[Provided records Boundary: Start]

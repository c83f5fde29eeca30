use std::{fs::File, io::BufReader, path::Path, time::Duration};

use anyhow::{Context, Result};
use serde::{Deserialize, Serialize};

use crate::error::IngestError;

pub const DEFAULT_MAX_FILE_BYTES: usize = 50 * 1024 * 1024;
pub const DEFAULT_ENCODING_SAMPLE_BYTES: usize = 100 * 1024;
pub const DEFAULT_CONFIDENCE_THRESHOLD: f64 = 0.7;
pub const DEFAULT_SCHEMA_SAMPLE_SIZE: usize = 100;
pub const DEFAULT_CHUNK_SIZE: usize = 10_000;

/// How the provisioner treats an existing destination table.
#[derive(Debug, Clone, Copy, Default, Serialize, Deserialize, PartialEq, Eq)]
#[serde(rename_all = "snake_case")]
pub enum CreateMode {
    #[default]
    CreateIfAbsent,
    RecreateAlways,
}

/// Bounded retry applied to each fallback chunk.
#[derive(Debug, Clone, Serialize, Deserialize, PartialEq, Eq)]
#[serde(default)]
pub struct RetryPolicy {
    pub max_attempts: u32,
    pub backoff_ms: u64,
}

impl Default for RetryPolicy {
    fn default() -> Self {
        Self {
            max_attempts: 2,
            backoff_ms: 200,
        }
    }
}

impl RetryPolicy {
    /// Linear backoff before attempt `attempt` (1-based; the first attempt never waits).
    pub fn delay_before(&self, attempt: u32) -> Duration {
        Duration::from_millis(self.backoff_ms.saturating_mul(u64::from(attempt.saturating_sub(1))))
    }
}

#[derive(Debug, Clone, Serialize, Deserialize, PartialEq)]
#[serde(default)]
pub struct PipelineConfig {
    pub max_file_bytes: usize,
    pub encoding_sample_bytes: usize,
    pub encoding_confidence_threshold: f64,
    pub delimiter_sample_lines: usize,
    pub schema_sample_size: usize,
    pub chunk_size: usize,
    pub max_workers: usize,
    pub statement_timeout_secs: u64,
    pub audit_timeout_secs: u64,
    #[serde(skip_serializing_if = "Option::is_none")]
    pub job_timeout_secs: Option<u64>,
    pub progress_interval_rows: usize,
    pub max_text_len: usize,
    pub raw_sample_rows: usize,
    pub fast_path_enabled: bool,
    pub create_mode: CreateMode,
    pub retry: RetryPolicy,
    /// Recorded as `user_id` on every audit event.
    #[serde(skip_serializing_if = "Option::is_none")]
    pub audit_user: Option<String>,
}

impl Default for PipelineConfig {
    fn default() -> Self {
        Self {
            max_file_bytes: DEFAULT_MAX_FILE_BYTES,
            encoding_sample_bytes: DEFAULT_ENCODING_SAMPLE_BYTES,
            encoding_confidence_threshold: DEFAULT_CONFIDENCE_THRESHOLD,
            delimiter_sample_lines: 5,
            schema_sample_size: DEFAULT_SCHEMA_SAMPLE_SIZE,
            chunk_size: DEFAULT_CHUNK_SIZE,
            max_workers: 4,
            statement_timeout_secs: 30,
            audit_timeout_secs: 5,
            job_timeout_secs: None,
            progress_interval_rows: 5_000,
            max_text_len: 10_000,
            raw_sample_rows: 10,
            fast_path_enabled: true,
            create_mode: CreateMode::default(),
            retry: RetryPolicy::default(),
            audit_user: None,
        }
    }
}

impl PipelineConfig {
    pub fn load(path: &Path) -> Result<Self> {
        let file = File::open(path).with_context(|| format!("Opening config file {path:?}"))?;
        let reader = BufReader::new(file);
        let config: PipelineConfig =
            serde_yaml::from_reader(reader).context("Parsing pipeline config YAML")?;
        config.validate()?;
        Ok(config)
    }

    pub fn save(&self, path: &Path) -> Result<()> {
        let file = File::create(path).with_context(|| format!("Creating config file {path:?}"))?;
        serde_yaml::to_writer(file, self).context("Writing pipeline config YAML")
    }

    pub fn to_yaml_string(&self) -> Result<String> {
        serde_yaml::to_string(self).context("Serializing pipeline config to YAML string")
    }

    pub fn validate(&self) -> std::result::Result<(), IngestError> {
        let invalid = |msg: &str| Err(IngestError::Config(msg.to_string()));
        if self.max_file_bytes == 0 {
            return invalid("max_file_bytes must be positive");
        }
        if self.encoding_sample_bytes == 0 {
            return invalid("encoding_sample_bytes must be positive");
        }
        if !(0.0..=1.0).contains(&self.encoding_confidence_threshold) {
            return invalid("encoding_confidence_threshold must lie within [0, 1]");
        }
        if self.delimiter_sample_lines == 0 {
            return invalid("delimiter_sample_lines must be positive");
        }
        if self.schema_sample_size == 0 {
            return invalid("schema_sample_size must be positive");
        }
        if self.chunk_size == 0 {
            return invalid("chunk_size must be positive");
        }
        if self.max_workers == 0 {
            return invalid("max_workers must be positive");
        }
        if self.retry.max_attempts == 0 {
            return invalid("retry.max_attempts must be at least 1");
        }
        if self.statement_timeout_secs == 0 {
            return invalid("statement_timeout_secs must be positive");
        }
        Ok(())
    }

    pub fn statement_timeout(&self) -> Duration {
        Duration::from_secs(self.statement_timeout_secs)
    }

    pub fn audit_timeout(&self) -> Duration {
        Duration::from_secs(self.audit_timeout_secs)
    }

    pub fn job_timeout(&self) -> Option<Duration> {
        self.job_timeout_secs.map(Duration::from_secs)
    }
}
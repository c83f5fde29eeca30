//! Encoding detection, decoding, and CSV reader construction.
//!
//! All byte-to-text conversion in tabload flows through this module:
//!
//! - **Detection**: a statistical guess from `chardetng` scored by how
//!   plausible the decoded non-ASCII characters are. Guesses below the
//!   confidence threshold fall back to a deterministic probe list.
//! - **Decoding**: `encoding_rs` with BOM handling; `latin-1` (WHATWG
//!   windows-1252) decodes any byte sequence, so the probe never fails.
//! - **Reader construction**: flexible in-memory CSV readers so malformed
//!   rows can be skipped and counted instead of aborting the file.

use std::borrow::Cow;

use chardetng::EncodingDetector;
use encoding_rs::{Encoding, UTF_8, WINDOWS_1252};

/// Ordered probe list used when the statistical guess is not confident.
pub const FALLBACK_ENCODINGS: &[(&str, &Encoding)] = &[
    ("utf-8", UTF_8),
    ("latin-1", WINDOWS_1252),
    ("iso-8859-1", WINDOWS_1252),
    ("cp1252", WINDOWS_1252),
];

const LAST_RESORT_LABEL: &str = "latin-1";

/// Non-ASCII characters that commonly appear in legitimate legacy-encoded text.
const PLAUSIBLE_SYMBOLS: &[char] = &[
    '€', '£', '¥', '°', 'º', 'ª', '¿', '¡', '«', '»', '–', '—', '‘', '’', '“', '”', '·', '©',
    '®', '§', '±', '\u{a0}',
];

#[derive(Debug, Clone, PartialEq)]
pub struct DetectedEncoding {
    pub label: String,
    pub encoding: &'static Encoding,
    pub confidence: f64,
    /// Whether the label came from the fallback probe rather than the guess.
    pub probed: bool,
}

pub fn canonical_label(encoding: &'static Encoding) -> String {
    if encoding == UTF_8 {
        "utf-8".to_string()
    } else if encoding == WINDOWS_1252 {
        LAST_RESORT_LABEL.to_string()
    } else {
        encoding.name().to_ascii_lowercase()
    }
}

/// Detect the encoding of `sample`, which may be a truncated prefix of the file.
pub fn detect_encoding(sample: &[u8], threshold: f64, truncated: bool) -> DetectedEncoding {
    if let Some((encoding, _)) = Encoding::for_bom(sample) {
        return DetectedEncoding {
            label: canonical_label(encoding),
            encoding,
            confidence: 1.0,
            probed: false,
        };
    }
    if is_utf8_prefix(sample, truncated) {
        return DetectedEncoding {
            label: "utf-8".to_string(),
            encoding: UTF_8,
            confidence: 1.0,
            probed: false,
        };
    }

    let mut detector = EncodingDetector::new();
    detector.feed(sample, !truncated);
    let guess = detector.guess(None, false);
    let confidence = plausibility(guess, sample);
    if confidence >= threshold {
        return DetectedEncoding {
            label: canonical_label(guess),
            encoding: guess,
            confidence,
            probed: false,
        };
    }

    let (label, encoding) = FALLBACK_ENCODINGS
        .iter()
        .find(|(_, encoding)| decodes_cleanly(*encoding, sample, truncated))
        .map(|(label, encoding)| (*label, *encoding))
        .unwrap_or((LAST_RESORT_LABEL, WINDOWS_1252));
    DetectedEncoding {
        label: label.to_string(),
        encoding,
        confidence,
        probed: true,
    }
}

fn is_utf8_prefix(sample: &[u8], truncated: bool) -> bool {
    match std::str::from_utf8(sample) {
        Ok(_) => true,
        // A multi-byte sequence cut off by the sample boundary is not an error.
        Err(err) => truncated && err.error_len().is_none(),
    }
}

fn decodes_cleanly(encoding: &'static Encoding, sample: &[u8], truncated: bool) -> bool {
    if encoding == UTF_8 {
        return is_utf8_prefix(sample, truncated);
    }
    encoding
        .decode_without_bom_handling_and_without_replacement(sample)
        .is_some()
}

/// Share of decoded non-ASCII characters that look like real text.
fn plausibility(encoding: &'static Encoding, sample: &[u8]) -> f64 {
    let Some(text) = encoding.decode_without_bom_handling_and_without_replacement(sample) else {
        return 0.0;
    };
    let mut non_ascii = 0usize;
    let mut plausible = 0usize;
    for ch in text.chars().filter(|c| !c.is_ascii()) {
        non_ascii += 1;
        if ch.is_alphabetic() || PLAUSIBLE_SYMBOLS.contains(&ch) {
            plausible += 1;
        }
    }
    if non_ascii == 0 {
        return 1.0;
    }
    plausible as f64 / non_ascii as f64
}

/// Decode the whole buffer, returning the text and whether any bytes had to
/// be replaced.
pub fn decode_bytes<'a>(bytes: &'a [u8], encoding: &'static Encoding) -> (Cow<'a, str>, bool) {
    let (text, _, had_errors) = encoding.decode(bytes);
    (text, had_errors)
}

/// Result of decoding the full buffer with a sample-based guess.
#[derive(Debug)]
pub struct Decoded<'a> {
    pub text: Cow<'a, str>,
    pub encoding: DetectedEncoding,
    /// Set when the guess failed past the sample and the probe list took over.
    pub redetected_from: Option<String>,
    pub had_errors: bool,
}

/// Decode `bytes` with `detected`. If bytes beyond the detection sample do
/// not fit, the probe list is rerun against the whole buffer and the first
/// clean candidate wins.
pub fn decode_full(bytes: &[u8], detected: DetectedEncoding) -> Decoded<'_> {
    let (text, had_errors) = decode_bytes(bytes, detected.encoding);
    if !had_errors {
        return Decoded {
            text,
            encoding: detected,
            redetected_from: None,
            had_errors,
        };
    }
    let body = Encoding::for_bom(bytes).map_or(bytes, |(_, bom_len)| &bytes[bom_len..]);
    let clean = FALLBACK_ENCODINGS
        .iter()
        .find(|(_, encoding)| *encoding != detected.encoding && decodes_cleanly(*encoding, body, false));
    match clean {
        Some((label, encoding)) => {
            let (text, _) = encoding.decode_without_bom_handling(body);
            Decoded {
                text,
                encoding: DetectedEncoding {
                    label: label.to_string(),
                    encoding: *encoding,
                    confidence: detected.confidence,
                    probed: true,
                },
                redetected_from: Some(detected.label),
                had_errors: false,
            }
        }
        None => Decoded {
            text,
            encoding: detected,
            redetected_from: None,
            had_errors,
        },
    }
}

pub fn open_csv_reader(text: &str, delimiter: u8) -> csv::Reader<&[u8]> {
    let mut builder = csv::ReaderBuilder::new();
    builder
        .has_headers(false)
        .delimiter(delimiter)
        .double_quote(true)
        .flexible(true);
    builder.from_reader(text.as_bytes())
}

pub fn printable_delimiter(delimiter: u8) -> String {
    match delimiter {
        b',' => ",".to_string(),
        b'\t' => "\\t".to_string(),
        b'\n' => "\\n".to_string(),
        other => (other as char).to_string(),
    }
}

#[cfg(test)]
mod tests {
    use super::*;

    #[test]
    fn ascii_is_detected_as_utf8_with_full_confidence() {
        let detected = detect_encoding(b"id,name\n1,alice\n", 0.7, false);
        assert_eq!(detected.label, "utf-8");
        assert_eq!(detected.confidence, 1.0);
        assert!(!detected.probed);
    }

    #[test]
    fn truncated_multibyte_sequence_still_counts_as_utf8() {
        let bytes = "name\ncafé".as_bytes();
        let cut = &bytes[..bytes.len() - 1];
        assert_eq!(detect_encoding(cut, 0.7, true).label, "utf-8");
        assert_ne!(detect_encoding(cut, 0.7, false).label, "utf-8");
    }

    #[test]
    fn latin1_text_is_labelled_latin1() {
        let (encoded, _, _) = WINDOWS_1252.encode("nombre;ciudad\nJosé Muñoz;España\nMaría Núñez;Cúcuta\n");
        let detected = detect_encoding(&encoded, 0.7, false);
        assert_eq!(detected.label, "latin-1");
        assert_eq!(detected.encoding, WINDOWS_1252);
    }

    #[test]
    fn unconfident_guess_falls_back_to_probe_list() {
        // Control-range bytes decode without error but are not plausible text.
        let bytes = [b'a', 0x81, 0x8d, 0x8f, 0x90, b'\n'];
        let detected = detect_encoding(&bytes, 0.7, false);
        assert!(detected.probed);
        assert_eq!(detected.label, "latin-1");
    }

    #[test]
    fn bom_selects_encoding() {
        let mut bytes = vec![0xEF, 0xBB, 0xBF];
        bytes.extend_from_slice(b"a,b\n");
        let detected = detect_encoding(&bytes, 0.7, false);
        assert_eq!(detected.label, "utf-8");
        let (text, had_errors) = decode_bytes(&bytes, detected.encoding);
        assert_eq!(text, "a,b\n");
        assert!(!had_errors);
    }

    #[test]
    fn invalid_bytes_past_the_sample_switch_to_a_clean_candidate() {
        let mut bytes = b"name\nplain\n".to_vec();
        let (tail, _, _) = WINDOWS_1252.encode("Muñoz\n");
        bytes.extend_from_slice(&tail);
        let guess = detect_encoding(&bytes[..11], 0.7, true);
        assert_eq!(guess.label, "utf-8");

        let decoded = decode_full(&bytes, guess);
        assert_eq!(decoded.encoding.label, "latin-1");
        assert_eq!(decoded.redetected_from.as_deref(), Some("utf-8"));
        assert!(!decoded.had_errors);
        assert!(decoded.text.ends_with("Muñoz\n"));
    }
}
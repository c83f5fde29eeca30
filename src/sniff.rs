//! Format sniffing: extension dispatch, encoding and delimiter detection, and
//! the CSV, JSON and spreadsheet decoders that produce a [`RawFrame`].

use std::{fmt, io::Cursor, path::Path};

use calamine::{Data, Reader, open_workbook_auto_from_rs};
use log::{debug, info, warn};

use crate::{
    config::PipelineConfig,
    data::{CANONICAL_DATE_FORMAT, CANONICAL_TIMESTAMP_FORMAT, RawCell},
    error::{IngestError, Result},
    frame::RawFrame,
    io_utils::{self, DetectedEncoding},
};

/// Candidate delimiters in tie-break priority order.
pub const CANDIDATE_DELIMITERS: [u8; 4] = [b',', b';', b'\t', b'|'];

/// Label recorded for formats that carry no text encoding.
pub const BINARY_ENCODING_LABEL: &str = "binary";

#[derive(Debug, Clone, Copy, PartialEq, Eq)]
pub enum FileFormat {
    Csv,
    Json,
    Spreadsheet,
}

impl FileFormat {
    pub fn from_filename(filename: &str) -> Result<Self> {
        let extension = Path::new(filename)
            .extension()
            .and_then(|ext| ext.to_str())
            .map(|ext| ext.to_ascii_lowercase())
            .unwrap_or_default();
        match extension.as_str() {
            "csv" => Ok(FileFormat::Csv),
            "json" => Ok(FileFormat::Json),
            "xlsx" | "xls" => Ok(FileFormat::Spreadsheet),
            _ => Err(IngestError::UnsupportedFormat { extension }),
        }
    }
}

impl fmt::Display for FileFormat {
    fn fmt(&self, f: &mut fmt::Formatter<'_>) -> fmt::Result {
        f.write_str(match self {
            FileFormat::Csv => "csv",
            FileFormat::Json => "json",
            FileFormat::Spreadsheet => "spreadsheet",
        })
    }
}

/// Non-fatal problems found while decoding.
#[derive(Debug, Clone, Default, PartialEq)]
pub struct SniffIssues {
    pub skipped_rows: usize,
    pub notes: Vec<String>,
}

impl SniffIssues {
    fn skip(&mut self, note: String) {
        self.skipped_rows += 1;
        self.notes.push(note);
    }

    pub fn is_empty(&self) -> bool {
        self.skipped_rows == 0 && self.notes.is_empty()
    }
}

#[derive(Debug, Clone)]
pub struct SniffOutcome {
    pub format: FileFormat,
    pub frame: RawFrame,
    /// `None` for spreadsheets, which are not byte-encoded text.
    pub encoding: Option<DetectedEncoding>,
    pub delimiter: Option<u8>,
    pub issues: SniffIssues,
}

impl SniffOutcome {
    pub fn encoding_label(&self) -> String {
        self.encoding
            .as_ref()
            .map(|detected| detected.label.clone())
            .unwrap_or_else(|| BINARY_ENCODING_LABEL.to_string())
    }
}

/// Decode `bytes` into a frame, detecting everything the filename does not say.
pub fn sniff(bytes: &[u8], filename: &str, config: &PipelineConfig) -> Result<SniffOutcome> {
    let format = FileFormat::from_filename(filename)?;
    if bytes.is_empty() {
        return Err(IngestError::EmptyFile(filename.to_string()));
    }

    let outcome = match format {
        FileFormat::Spreadsheet => {
            let (frame, issues) = decode_spreadsheet(bytes)?;
            SniffOutcome {
                format,
                frame,
                encoding: None,
                delimiter: None,
                issues,
            }
        }
        FileFormat::Csv | FileFormat::Json => {
            let sample_len = bytes.len().min(config.encoding_sample_bytes);
            let detected = io_utils::detect_encoding(
                &bytes[..sample_len],
                config.encoding_confidence_threshold,
                sample_len < bytes.len(),
            );
            debug!(
                "Encoding guess for '{filename}': {} (confidence {:.2}, probed {})",
                detected.label, detected.confidence, detected.probed
            );
            let decoded = io_utils::decode_full(bytes, detected);
            let detected = decoded.encoding;
            let text = decoded.text;
            let mut issues = SniffIssues::default();
            if let Some(guess) = decoded.redetected_from {
                warn!("'{filename}' is not valid {guess} past the sample; decoded as {}", detected.label);
                issues.notes.push(format!(
                    "bytes past the {} byte sample are not {guess}; decoded as {}",
                    config.encoding_sample_bytes, detected.label
                ));
            }
            if decoded.had_errors {
                issues.notes.push(format!(
                    "bytes outside {} were replaced during decoding",
                    detected.label
                ));
            }
            let (frame, delimiter) = if format == FileFormat::Csv {
                let delimiter = detect_delimiter(&text, config.delimiter_sample_lines);
                (decode_csv(&text, delimiter, &mut issues)?, Some(delimiter))
            } else {
                (decode_json(&text, &mut issues)?, None)
            };
            SniffOutcome {
                format,
                frame,
                encoding: Some(detected),
                delimiter,
                issues,
            }
        }
    };

    info!(
        "Sniffed '{filename}' as {} ({} column(s), {} row(s), {} skipped)",
        outcome.format,
        outcome.frame.column_count(),
        outcome.frame.row_count(),
        outcome.issues.skipped_rows
    );
    Ok(outcome)
}

/// Pick the candidate delimiter occurring most often in the first `lines`
/// lines. Ties go to the earlier candidate; text with none yields `,`.
pub fn detect_delimiter(text: &str, lines: usize) -> u8 {
    let mut counts = [0usize; CANDIDATE_DELIMITERS.len()];
    for line in text.lines().take(lines) {
        for byte in line.bytes() {
            if let Some(pos) = CANDIDATE_DELIMITERS.iter().position(|d| *d == byte) {
                counts[pos] += 1;
            }
        }
    }
    let mut best = 0usize;
    for (pos, count) in counts.iter().enumerate() {
        if *count > counts[best] {
            best = pos;
        }
    }
    CANDIDATE_DELIMITERS[best]
}

fn decode_csv(text: &str, delimiter: u8, issues: &mut SniffIssues) -> Result<RawFrame> {
    let text = text.strip_prefix('\u{feff}').unwrap_or(text);
    let mut reader = io_utils::open_csv_reader(text, delimiter);
    let mut records = reader.records();

    let header = loop {
        match records.next() {
            Some(Ok(record)) => break record,
            Some(Err(err)) => issues.skip(format!("unreadable header candidate: {err}")),
            None => return Err(IngestError::Decode("no header row found".to_string())),
        }
    };
    let columns: Vec<String> = header.iter().map(|field| field.trim().to_string()).collect();
    let mut frame = RawFrame::new(columns);

    for (idx, record) in records.enumerate() {
        let line = idx + 2;
        match record {
            Ok(record) => {
                let cells = record
                    .iter()
                    .map(|field| RawCell::Text(field.to_string()))
                    .collect();
                if !frame.push_row(cells) {
                    issues.skip(format!(
                        "record {line} has {} field(s), expected {}",
                        record.len(),
                        frame.column_count()
                    ));
                }
            }
            Err(err) => issues.skip(format!("record {line} could not be parsed: {err}")),
        }
    }
    Ok(frame)
}

fn decode_json(text: &str, issues: &mut SniffIssues) -> Result<RawFrame> {
    let text = text.strip_prefix('\u{feff}').unwrap_or(text);
    let document: serde_json::Value =
        serde_json::from_str(text).map_err(|err| IngestError::Decode(err.to_string()))?;
    let records = match document {
        serde_json::Value::Array(items) => items,
        // Exports often wrap the records in a single top-level field.
        serde_json::Value::Object(map) => map
            .into_iter()
            .find_map(|(_, value)| match value {
                serde_json::Value::Array(items) => Some(items),
                _ => None,
            })
            .ok_or_else(|| {
                IngestError::Decode("JSON object holds no array of records".to_string())
            })?,
        _ => {
            return Err(IngestError::Decode(
                "JSON input must be an array of objects".to_string(),
            ));
        }
    };

    let mut columns: Vec<String> = Vec::new();
    let mut objects = Vec::with_capacity(records.len());
    for (idx, record) in records.into_iter().enumerate() {
        match record {
            serde_json::Value::Object(map) => {
                for key in map.keys() {
                    if !columns.contains(key) {
                        columns.push(key.clone());
                    }
                }
                objects.push(map);
            }
            other => issues.skip(format!("element {idx} is not an object: {other}")),
        }
    }

    let mut frame = RawFrame::new(columns.clone());
    for mut map in objects {
        let cells = columns
            .iter()
            .map(|column| json_cell(map.remove(column)))
            .collect();
        frame.push_row(cells);
    }
    Ok(frame)
}

fn json_cell(value: Option<serde_json::Value>) -> RawCell {
    match value {
        None | Some(serde_json::Value::Null) => RawCell::Null,
        Some(serde_json::Value::Bool(b)) => RawCell::Boolean(b),
        Some(serde_json::Value::Number(n)) => match n.as_i64() {
            Some(i) => RawCell::Integer(i),
            None => n.as_f64().map(RawCell::Float).unwrap_or(RawCell::Null),
        },
        Some(serde_json::Value::String(s)) => RawCell::Text(s),
        Some(nested) => RawCell::Text(nested.to_string()),
    }
}

fn decode_spreadsheet(bytes: &[u8]) -> Result<(RawFrame, SniffIssues)> {
    let mut workbook = open_workbook_auto_from_rs(Cursor::new(bytes.to_vec()))
        .map_err(|err| IngestError::Decode(format!("unreadable workbook: {err}")))?;
    let sheet = workbook
        .sheet_names()
        .first()
        .cloned()
        .ok_or_else(|| IngestError::Decode("workbook has no sheets".to_string()))?;
    let range = workbook
        .worksheet_range(&sheet)
        .map_err(|err| IngestError::Decode(format!("sheet '{sheet}': {err}")))?;

    let mut issues = SniffIssues::default();
    let mut rows = range.rows();
    let header = rows
        .next()
        .ok_or_else(|| IngestError::Decode(format!("sheet '{sheet}' is empty")))?;
    let columns = header
        .iter()
        .map(|cell| match cell {
            Data::Empty => String::new(),
            other => other.to_string().trim().to_string(),
        })
        .collect();
    let mut frame = RawFrame::new(columns);

    for (idx, row) in rows.enumerate() {
        if row.iter().all(|cell| matches!(cell, Data::Empty)) {
            continue;
        }
        let mut error_cells = 0usize;
        let cells = row
            .iter()
            .map(|cell| {
                let converted = spreadsheet_cell(cell);
                if matches!(cell, Data::Error(_)) {
                    error_cells += 1;
                }
                converted
            })
            .collect();
        if error_cells > 0 {
            issues.notes.push(format!(
                "row {} has {error_cells} error cell(s) read as null",
                idx + 2
            ));
        }
        if !frame.push_row(cells) {
            issues.skip(format!("row {} does not match the header width", idx + 2));
        }
    }
    Ok((frame, issues))
}

fn spreadsheet_cell(cell: &Data) -> RawCell {
    match cell {
        Data::Empty | Data::Error(_) => RawCell::Null,
        Data::String(s) => RawCell::Text(s.clone()),
        Data::Int(i) => RawCell::Integer(*i),
        Data::Float(f) => RawCell::Float(*f),
        Data::Bool(b) => RawCell::Boolean(*b),
        Data::DateTime(dt) => match dt.as_datetime() {
            Some(ts) if ts.time() == chrono::NaiveTime::MIN => {
                RawCell::Text(ts.format(CANONICAL_DATE_FORMAT).to_string())
            }
            Some(ts) => RawCell::Text(ts.format(CANONICAL_TIMESTAMP_FORMAT).to_string()),
            None => RawCell::Float(dt.as_f64()),
        },
        other => RawCell::Text(other.to_string()),
    }
}
use crate::{
    data::{RawCell, Value},
    schema::ColumnSchema,
};

/// Ordered header plus rows of untyped cells, exactly as decoded.
///
/// Every row holds one cell per header column; decoders pad or skip rows
/// that would violate this.
#[derive(Debug, Clone, Default, PartialEq)]
pub struct RawFrame {
    columns: Vec<String>,
    rows: Vec<Vec<RawCell>>,
}

impl RawFrame {
    pub fn new(columns: Vec<String>) -> Self {
        Self {
            columns,
            rows: Vec::new(),
        }
    }

    /// Append a row, returning `false` (and dropping it) when its width does
    /// not match the header.
    pub fn push_row(&mut self, row: Vec<RawCell>) -> bool {
        if row.len() != self.columns.len() {
            return false;
        }
        self.rows.push(row);
        true
    }

    pub fn columns(&self) -> &[String] {
        &self.columns
    }

    pub fn rows(&self) -> &[Vec<RawCell>] {
        &self.rows
    }

    pub fn row_count(&self) -> usize {
        self.rows.len()
    }

    pub fn column_count(&self) -> usize {
        self.columns.len()
    }

    pub fn column_cells(&self, index: usize) -> impl Iterator<Item = &RawCell> {
        self.rows.iter().filter_map(move |row| row.get(index))
    }
}

/// Rows converted to the inferred schema; `None` marks a storage NULL.
#[derive(Debug, Clone, Default, PartialEq)]
pub struct TypedFrame {
    pub schema: Vec<ColumnSchema>,
    pub rows: Vec<Vec<Option<Value>>>,
}

impl TypedFrame {
    pub fn row_count(&self) -> usize {
        self.rows.len()
    }

    pub fn column_names(&self) -> Vec<String> {
        self.schema
            .iter()
            .map(|column| column.sanitized_name.clone())
            .collect()
    }

    /// Keep only the columns named in `keep`, preserving schema order.
    pub fn project(&self, keep: &[String]) -> TypedFrame {
        let indices: Vec<usize> = self
            .schema
            .iter()
            .enumerate()
            .filter(|(_, column)| keep.contains(&column.sanitized_name))
            .map(|(idx, _)| idx)
            .collect();
        let schema = indices.iter().map(|&idx| self.schema[idx].clone()).collect();
        let rows = self
            .rows
            .iter()
            .map(|row| indices.iter().map(|&idx| row[idx].clone()).collect())
            .collect();
        TypedFrame { schema, rows }
    }
}

#[cfg(test)]
mod tests {
    use super::*;
    use crate::schema::ColumnType;

    #[test]
    fn push_row_rejects_width_mismatch() {
        let mut frame = RawFrame::new(vec!["a".into(), "b".into()]);
        assert!(frame.push_row(vec![RawCell::Integer(1), RawCell::Null]));
        assert!(!frame.push_row(vec![RawCell::Integer(1)]));
        assert_eq!(frame.row_count(), 1);
        assert_eq!(frame.column_cells(0).count(), 1);
    }

    #[test]
    fn project_keeps_schema_order() {
        let schema = ["a", "b", "c"]
            .iter()
            .map(|name| ColumnSchema {
                source_name: name.to_string(),
                sanitized_name: name.to_string(),
                inferred_type: ColumnType::Integer,
                nullable: false,
                sample_size: 1,
            })
            .collect();
        let frame = TypedFrame {
            schema,
            rows: vec![vec![
                Some(Value::Integer(1)),
                Some(Value::Integer(2)),
                Some(Value::Integer(3)),
            ]],
        };
        let projected = frame.project(&["c".to_string(), "a".to_string()]);
        assert_eq!(projected.column_names(), vec!["a", "c"]);
        assert_eq!(
            projected.rows[0],
            vec![Some(Value::Integer(1)), Some(Value::Integer(3))]
        );
    }
}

[Provided records Boundary: End]

◆ **Exercise objective**: Both the first line of the records above and the line containing "existing destination table." are to be transcribed exactly, together with every line between them, and nothing else.

◆ **Task answer**:
repository c83f5fde29eeca30
use std::{fs::File, io::BufReader, path::Path, time::Duration};

use anyhow::{Context, Result};
use serde::{Deserialize, Serialize};

use crate::error::IngestError;

pub const DEFAULT_MAX_FILE_BYTES: usize = 50 * 1024 * 1024;
pub const DEFAULT_ENCODING_SAMPLE_BYTES: usize = 100 * 1024;
pub const DEFAULT_CONFIDENCE_THRESHOLD: f64 = 0.7;
pub const DEFAULT_SCHEMA_SAMPLE_SIZE: usize = 100;
pub const DEFAULT_CHUNK_SIZE: usize = 10_000;

/// How the provisioner treats an existing destination table.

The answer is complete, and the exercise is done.